(Records to process begins)

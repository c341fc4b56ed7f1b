//! Reads projects, memberships and sessions from a Supabase backend.
//!
//! Projects and memberships come from PostgREST (`/rest/v1`) using the service
//! role key. Sessions are validated against GoTrue (`/auth/v1/user`) with the
//! requester's own access token.

use crate::config::SupabaseConfig;
use crate::credentials::Credentials;
use crate::errors::AccessError;
use crate::types::{Project, UserId};
use crate::ProjectStore;
use async_trait::async_trait;
use reqwest::StatusCode;
use serde::Deserialize;
use serde::de::IgnoredAny;
use std::time::Duration;

const PROJECT_COLUMNS: &str = "project_id,account_id,is_public,sandbox";

#[derive(Deserialize)]
struct AuthUser {
    id: UserId,
}

pub struct SupabaseStore {
    client: reqwest::Client,
    base_url: String,
    service_role_key: String,
    anon_key: String,
    membership_schema: String,
}

impl SupabaseStore {
    pub fn new(config: SupabaseConfig) -> Result<Self, AccessError> {
        let client = reqwest::Client::builder()
            .timeout(Duration::from_secs(config.timeout_secs))
            .build()?;

        let anon_key = config
            .anon_key
            .unwrap_or_else(|| config.service_role_key.clone());

        Ok(SupabaseStore {
            client,
            base_url: config.url.as_str().trim_end_matches('/').to_string(),
            service_role_key: config.service_role_key,
            anon_key,
            membership_schema: config.membership_schema,
        })
    }

    fn rest(&self, table: &str) -> reqwest::RequestBuilder {
        self.client
            .get(format!("{}/rest/v1/{}", self.base_url, table))
            .header("apikey", &self.service_role_key)
            .bearer_auth(&self.service_role_key)
    }
}

#[async_trait]
impl ProjectStore for SupabaseStore {
    async fn project(&self, project_id: &str) -> Result<Option<Project>, AccessError> {
        let project_filter = format!("eq.{project_id}");
        let response = self
            .rest("projects")
            .query(&[
                ("select", PROJECT_COLUMNS),
                ("project_id", project_filter.as_str()),
                ("limit", "1"),
            ])
            .send()
            .await?;

        match response.status() {
            StatusCode::OK => Ok(response.json::<Vec<Project>>().await?.into_iter().next()),
            status => Err(AccessError::UnexpectedStatus {
                endpoint: "projects",
                status,
            }),
        }
    }

    async fn user_for(&self, credentials: &Credentials) -> Result<Option<UserId>, AccessError> {
        let response = self
            .client
            .get(format!("{}/auth/v1/user", self.base_url))
            .header("apikey", &self.anon_key)
            .bearer_auth(credentials.access_token())
            .send()
            .await?;

        match response.status() {
            StatusCode::OK => Ok(Some(response.json::<AuthUser>().await?.id)),
            // Expired or forged tokens are an anonymous request, not a failure
            StatusCode::UNAUTHORIZED | StatusCode::FORBIDDEN => Ok(None),
            status => Err(AccessError::UnexpectedStatus {
                endpoint: "auth/user",
                status,
            }),
        }
    }

    async fn is_member(&self, account_id: &str, user_id: &str) -> Result<bool, AccessError> {
        let account_filter = format!("eq.{account_id}");
        let user_filter = format!("eq.{user_id}");
        let response = self
            .rest("account_user")
            .header("Accept-Profile", &self.membership_schema)
            .query(&[
                ("select", "user_id"),
                ("account_id", account_filter.as_str()),
                ("user_id", user_filter.as_str()),
                ("limit", "1"),
            ])
            .send()
            .await?;

        match response.status() {
            StatusCode::OK => Ok(!response.json::<Vec<IgnoredAny>>().await?.is_empty()),
            status => Err(AccessError::UnexpectedStatus {
                endpoint: "account_user",
                status,
            }),
        }
    }
}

(Records to process ends)

### Work to be completed
Please filter the listing down to lines that include the word "SupabaseConfig".

### Answer section
use crate::config::SupabaseConfig;
    pub fn new(config: SupabaseConfig) -> Result<Self, AccessError> {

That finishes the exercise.